Faithfully repeat all of the records, as they are written below.

**Input:**
Start of Block

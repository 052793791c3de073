//! # Braillink CLI
//!
//! Command-line interface for Braille translation and embossing.
//!
//! ## Usage
//!
//! ```bash
//! # Translate text to Unicode Braille
//! braillink encode "Hello 42"
//!
//! # Translate Unicode Braille back to text
//! braillink decode "⠠⠓⠑⠇⠇⠕"
//!
//! # Power on the Bluetooth adapter, then list nearby embossers
//! braillink power-on
//! braillink scan
//!
//! # Emboss text on the strongest device found (or a given one)
//! braillink print "Hello" --device 00:11:62:AA:BB:CC
//!
//! # Try everything without hardware
//! braillink --simulate print "Hello"
//! ```
//!
//! Logging goes to stderr and is controlled by `RUST_LOG`.

use std::path::PathBuf;
use std::sync::Arc;

use clap::{Parser, Subcommand};
use log::debug;

use braillink::{
    BraillinkConfig, BraillinkError, Device, Event, JobStatus, Session,
    braille,
    device::{Radio, rfcomm::RfcommRadio, simulated::SimulatedRadio},
    pairing::JsonFilePairingStore,
};

/// Braillink - Braille embosser utility
#[derive(Parser, Debug)]
#[command(name = "braillink")]
#[command(author, version, about, long_about = None)]
struct Cli {
    /// JSON config file
    #[arg(long, global = true, value_name = "FILE")]
    config: Option<PathBuf>,

    /// Use the built-in simulated embossers instead of Bluetooth
    #[arg(long, global = true)]
    simulate: bool,

    /// Offer reference devices when a scan finds nothing
    #[arg(long, global = true)]
    allow_fallback: bool,

    /// Remember connected devices in this JSON file
    #[arg(long, global = true, value_name = "FILE")]
    pairings: Option<PathBuf>,

    /// User the pairing records belong to
    #[arg(long, global = true, default_value = "default")]
    user: String,

    #[command(subcommand)]
    command: Commands,
}

#[derive(Subcommand, Debug)]
enum Commands {
    /// Translate text to Unicode Braille
    Encode {
        text: String,

        /// Print wire bytes (hex) instead of glyphs
        #[arg(long)]
        bytes: bool,
    },

    /// Translate Unicode Braille to text
    Decode { braille: String },

    /// Discover nearby embossers
    Scan {
        /// Scan duration in milliseconds (defaults to config)
        #[arg(long)]
        timeout_ms: Option<u64>,

        /// List bonded devices instead of scanning
        #[arg(long)]
        bonded: bool,
    },

    /// Power on the Bluetooth adapter
    PowerOn,

    /// Emboss text
    Print {
        text: String,

        /// Device address (defaults to the strongest device found)
        #[arg(long)]
        device: Option<String>,
    },

    /// Show battery, paper and error state
    Status {
        /// Device address (defaults to the strongest device found)
        #[arg(long)]
        device: Option<String>,
    },
}

#[tokio::main]
async fn main() {
    env_logger::Builder::from_env(env_logger::Env::default().default_filter_or("warn")).init();

    if let Err(e) = run().await {
        eprintln!("Error: {}", e);
        std::process::exit(1);
    }
}

async fn run() -> Result<(), BraillinkError> {
    let cli = Cli::parse();

    match &cli.command {
        Commands::Encode { text, bytes } => {
            let translation = braille::encode(text);
            if *bytes {
                let hex: Vec<String> = translation
                    .to_bytes()
                    .iter()
                    .map(|b| format!("{:02X}", b))
                    .collect();
                println!("{}", hex.join(" "));
            } else {
                println!("{}", translation.unicode_string);
            }
            if !translation.skipped.is_empty() {
                eprintln!("Skipped untranslatable characters: {:?}", translation.skipped);
            }
            Ok(())
        }

        Commands::Decode { braille: input } => {
            println!("{}", braille::decode_unicode(input));
            Ok(())
        }

        Commands::Scan { timeout_ms, bonded } => {
            let session = open_session(&cli)?;
            let manager = session.manager();
            if *bonded {
                print_devices(&manager.bonded_devices().await?);
                return Ok(());
            }
            let timeout = timeout_ms
                .map(std::time::Duration::from_millis)
                .unwrap_or_else(|| session.config().discovery.scan_timeout());
            let result = manager.scan(timeout).await?;
            if result.is_fallback() {
                println!("No devices found; showing reference devices (demo only).");
            }
            print_devices(&result.devices);
            Ok(())
        }

        Commands::PowerOn => {
            let session = open_session(&cli)?;
            session.manager().enable_radio().await?;
            println!("Bluetooth is on.");
            Ok(())
        }

        Commands::Print { text, device } => {
            let session = open_session(&cli)?;
            let connected = connect(&session, device.as_deref()).await?;
            println!("Connected to {} ({})", connected.display_name, connected.id);

            let mut events = session.subscribe();
            let mut job = session.submit_print_request_text(text)?;
            let job_id = job.id();
            let progress = tokio::spawn(async move {
                while let Ok(event) = events.recv().await {
                    match event {
                        Event::PrintProgress { job_id: id, percent } if id == job_id => {
                            println!("  {:>3}%", percent);
                        }
                        Event::PrintCompleted { job_id: id } | Event::PrintError { job_id: id, .. }
                            if id == job_id =>
                        {
                            break;
                        }
                        _ => {}
                    }
                }
            });

            let status = job.wait().await;
            let _ = progress.await;
            session.manager().disconnect().await;

            match status {
                JobStatus::Completed => {
                    println!("Done.");
                    Ok(())
                }
                JobStatus::Error(reason) => Err(BraillinkError::Transfer(reason.to_string())),
                other => Err(BraillinkError::Transfer(format!("job ended as {:?}", other))),
            }
        }

        Commands::Status { device } => {
            let session = open_session(&cli)?;
            let connected = connect(&session, device.as_deref()).await?;
            let status = session.poller().read_status().await;
            session.manager().disconnect().await;

            println!("Device:  {} ({})", connected.display_name, connected.id);
            if let Some(firmware) = &connected.firmware_version {
                println!("Firmware: {}", firmware);
            }
            println!("Battery: {}%", status.battery_level);
            println!("Paper:   {}", if status.paper_loaded { "loaded" } else { "empty" });
            match status.error {
                Some(code) => println!("Error:   {}", code),
                None => println!("Error:   none"),
            }
            if status.stale {
                println!("(last known values, device did not answer)");
            }
            Ok(())
        }
    }
}

fn open_session(cli: &Cli) -> Result<Session, BraillinkError> {
    let mut config = match &cli.config {
        Some(path) => BraillinkConfig::load(path)?,
        None => BraillinkConfig::default(),
    };
    if cli.allow_fallback {
        config.discovery.allow_fallback_devices = true;
    }
    debug!("Config: {:?}", config);

    let radio: Arc<dyn Radio> = if cli.simulate {
        Arc::new(SimulatedRadio::reference())
    } else {
        Arc::new(RfcommRadio::default())
    };

    Ok(match &cli.pairings {
        Some(path) => Session::with_pairing_store(
            radio,
            config,
            Arc::new(JsonFilePairingStore::new(path)),
            cli.user.clone(),
        ),
        None => Session::new(radio, config),
    })
}

/// Connect to `device`, scanning first if it is not known yet. Without an
/// address, picks the strongest device a scan finds.
async fn connect(session: &Session, device: Option<&str>) -> Result<Device, BraillinkError> {
    let manager = session.manager();
    let timeout = session.config().discovery.scan_timeout();

    if let Some(id) = device {
        return match manager.connect(id).await {
            Err(BraillinkError::DeviceNotFound(_)) => {
                manager.scan(timeout).await?;
                manager.connect(id).await
            }
            other => other,
        };
    }

    let result = manager.scan(timeout).await?;
    let strongest = result
        .devices
        .first()
        .ok_or_else(|| BraillinkError::DeviceNotFound("no devices found".to_string()))?;
    manager.connect(&strongest.id).await
}

fn print_devices(devices: &[Device]) {
    if devices.is_empty() {
        println!("No devices found.");
        return;
    }
    for device in devices {
        println!(
            "  {}  {:<28} {:>4} dBm{}{}",
            device.id,
            device.display_name,
            device.signal_strength,
            if device.paired { "  paired" } else { "" },
            if device.source == braillink::DiscoverySource::Fallback {
                "  (demo)"
            } else {
                ""
            }
        );
    }
}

End of Block

**Response:**
repository 052793791c3de073
//! # Braillink CLI
//!
//! Command-line interface for Braille translation and embossing.
//!
//! ## Usage
//!
//! ```bash
//! # Translate text to Unicode Braille
//! braillink encode "Hello 42"
//!
//! # Translate Unicode Braille back to text
//! braillink decode "⠠⠓⠑⠇⠇⠕"
//!
//! # Power on the Bluetooth adapter, then list nearby embossers
//! braillink power-on
//! braillink scan
//!
//! # Emboss text on the strongest device found (or a given one)
//! braillink print "Hello" --device 00:11:62:AA:BB:CC
//!
//! # Try everything without hardware
//! braillink --simulate print "Hello"
//! ```
//!
//! Logging goes to stderr and is controlled by `RUST_LOG`.

use std::path::PathBuf;
use std::sync::Arc;

use clap::{Parser, Subcommand};
use log::debug;

use braillink::{
    BraillinkConfig, BraillinkError, Device, Event, JobStatus, Session,
    braille,
    device::{Radio, rfcomm::RfcommRadio, simulated::SimulatedRadio},
    pairing::JsonFilePairingStore,
};

/// Braillink - Braille embosser utility
#[derive(Parser, Debug)]
#[command(name = "braillink")]
#[command(author, version, about, long_about = None)]
struct Cli {
    /// JSON config file
    #[arg(long, global = true, value_name = "FILE")]
    config: Option<PathBuf>,

    /// Use the built-in simulated embossers instead of Bluetooth
    #[arg(long, global = true)]
    simulate: bool,

    /// Offer reference devices when a scan finds nothing
    #[arg(long, global = true)]
    allow_fallback: bool,

    /// Remember connected devices in this JSON file
    #[arg(long, global = true, value_name = "FILE")]
    pairings: Option<PathBuf>,

    /// User the pairing records belong to
    #[arg(long, global = true, default_value = "default")]
    user: String,

    #[command(subcommand)]
    command: Commands,
}

#[derive(Subcommand, Debug)]
enum Commands {
    /// Translate text to Unicode Braille
    Encode {
        text: String,

        /// Print wire bytes (hex) instead of glyphs
        #[arg(long)]
        bytes: bool,
    },

    /// Translate Unicode Braille to text
    Decode { braille: String },

    /// Discover nearby embossers
    Scan {
        /// Scan duration in milliseconds (defaults to config)
        #[arg(long)]
        timeout_ms: Option<u64>,

        /// List bonded devices instead of scanning
        #[arg(long)]
        bonded: bool,
    },

    /// Power on the Bluetooth adapter
    PowerOn,

    /// Emboss text
    Print {
        text: String,

        /// Device address (defaults to the strongest device found)
        #[arg(long)]
        device: Option<String>,
    },

    /// Show battery, paper and error state
    Status {
        /// Device address (defaults to the strongest device found)
        #[arg(long)]
        device: Option<String>,
    },
}

#[tokio::main]
async fn main() {
    env_logger::Builder::from_env(env_logger::Env::default().default_filter_or("warn")).init();

    if let Err(e) = run().await {
        eprintln!("Error: {}", e);
        std::process::exit(1);
    }
}

async fn run() -> Result<(), BraillinkError> {
    let cli = Cli::parse();

    match &cli.command {
        Commands::Encode { text, bytes } => {
            let translation = braille::encode(text);
            if *bytes {
                let hex: Vec<String> = translation
                    .to_bytes()
                    .iter()
                    .map(|b| format!("{:02X}", b))
                    .collect();
                println!("{}", hex.join(" "));
            } else {
                println!("{}", translation.unicode_string);
            }
            if !translation.skipped.is_empty() {
                eprintln!("Skipped untranslatable characters: {:?}", translation.skipped);
            }
            Ok(())
        }

        Commands::Decode { braille: input } => {
            println!("{}", braille::decode_unicode(input));
            Ok(())
        }

        Commands::Scan { timeout_ms, bonded } => {
            let session = open_session(&cli)?;
            let manager = session.manager();
            if *bonded {
                print_devices(&manager.bonded_devices().await?);
                return Ok(());
            }
            let timeout = timeout_ms
                .map(std::time::Duration::from_millis)
                .unwrap_or_else(|| session.config().discovery.scan_timeout());
            let result = manager.scan(timeout).await?;
            if result.is_fallback() {
                println!("No devices found; showing reference devices (demo only).");
            }
            print_devices(&result.devices);
            Ok(())
        }

        Commands::PowerOn => {
            let session = open_session(&cli)?;
            session.manager().enable_radio().await?;
            println!("Bluetooth is on.");
            Ok(())
        }

        Commands::Print { text, device } => {
            let session = open_session(&cli)?;
            let connected = connect(&session, device.as_deref()).await?;
            println!("Connected to {} ({})", connected.display_name, connected.id);

            let mut events = session.subscribe();
            let mut job = session.submit_print_request_text(text)?;
            let job_id = job.id();
            let progress = tokio::spawn(async move {
                while let Ok(event) = events.recv().await {
                    match event {
                        Event::PrintProgress { job_id: id, percent } if id == job_id => {
                            println!("  {:>3}%", percent);
                        }
                        Event::PrintCompleted { job_id: id } | Event::PrintError { job_id: id, .. }
                            if id == job_id =>
                        {
                            break;
                        }
                        _ => {}
                    }
                }
            });

            let status = job.wait().await;
            let _ = progress.await;
            session.manager().disconnect().await;

            match status {
                JobStatus::Completed => {
                    println!("Done.");
                    Ok(())
                }
                JobStatus::Error(reason) => Err(BraillinkError::Transfer(reason.to_string())),
                other => Err(BraillinkError::Transfer(format!("job ended as {:?}", other))),
            }
        }

        Commands::Status { device } => {
            let session = open_session(&cli)?;
            let connected = connect(&session, device.as_deref()).await?;
            let status = session.poller().read_status().await;
            session.manager().disconnect().await;

            println!("Device:  {} ({})", connected.display_name, connected.id);
            if let Some(firmware) = &connected.firmware_version {
                println!("Firmware: {}", firmware);
            }
            println!("Battery: {}%", status.battery_level);
            println!("Paper:   {}", if status.paper_loaded { "loaded" } else { "empty" });
            match status.error {
                Some(code) => println!("Error:   {}", code),
                None => println!("Error:   none"),
            }
            if status.stale {
                println!("(last known values, device did not answer)");
            }
            Ok(())
        }
    }
}

fn open_session(cli: &Cli) -> Result<Session, BraillinkError> {
    let mut config = match &cli.config {
        Some(path) => BraillinkConfig::load(path)?,
        None => BraillinkConfig::default(),
    };
    if cli.allow_fallback {
        config.discovery.allow_fallback_devices = true;
    }
    debug!("Config: {:?}", config);

    let radio: Arc<dyn Radio> = if cli.simulate {
        Arc::new(SimulatedRadio::reference())
    } else {
        Arc::new(RfcommRadio::default())
    };

    Ok(match &cli.pairings {
        Some(path) => Session::with_pairing_store(
            radio,
            config,
            Arc::new(JsonFilePairingStore::new(path)),
            cli.user.clone(),
        ),
        None => Session::new(radio, config),
    })
}

/// Connect to `device`, scanning first if it is not known yet. Without an
/// address, picks the strongest device a scan finds.
async fn connect(session: &Session, device: Option<&str>) -> Result<Device, BraillinkError> {
    let manager = session.manager();
    let timeout = session.config().discovery.scan_timeout();

    if let Some(id) = device {
        return match manager.connect(id).await {
            Err(BraillinkError::DeviceNotFound(_)) => {
                manager.scan(timeout).await?;
                manager.connect(id).await
            }
            other => other,
        };
    }

    let result = manager.scan(timeout).await?;
    let strongest = result
        .devices
        .first()
        .ok_or_else(|| BraillinkError::DeviceNotFound("no devices found".to_string()))?;
    manager.connect(&strongest.id).await
}

fn print_devices(devices: &[Device]) {
    if devices.is_empty() {
        println!("No devices found.");
        return;
    }
    for device in devices {
        println!(
            "  {}  {:<28} {:>4} dBm{}{}",
            device.id,
            device.display_name,
            device.signal_strength,
            if device.paired { "  paired" } else { "" },
            if device.source == braillink::DiscoverySource::Fallback {
                "  (demo)"
            } else {
                ""
            }
        );
    }
}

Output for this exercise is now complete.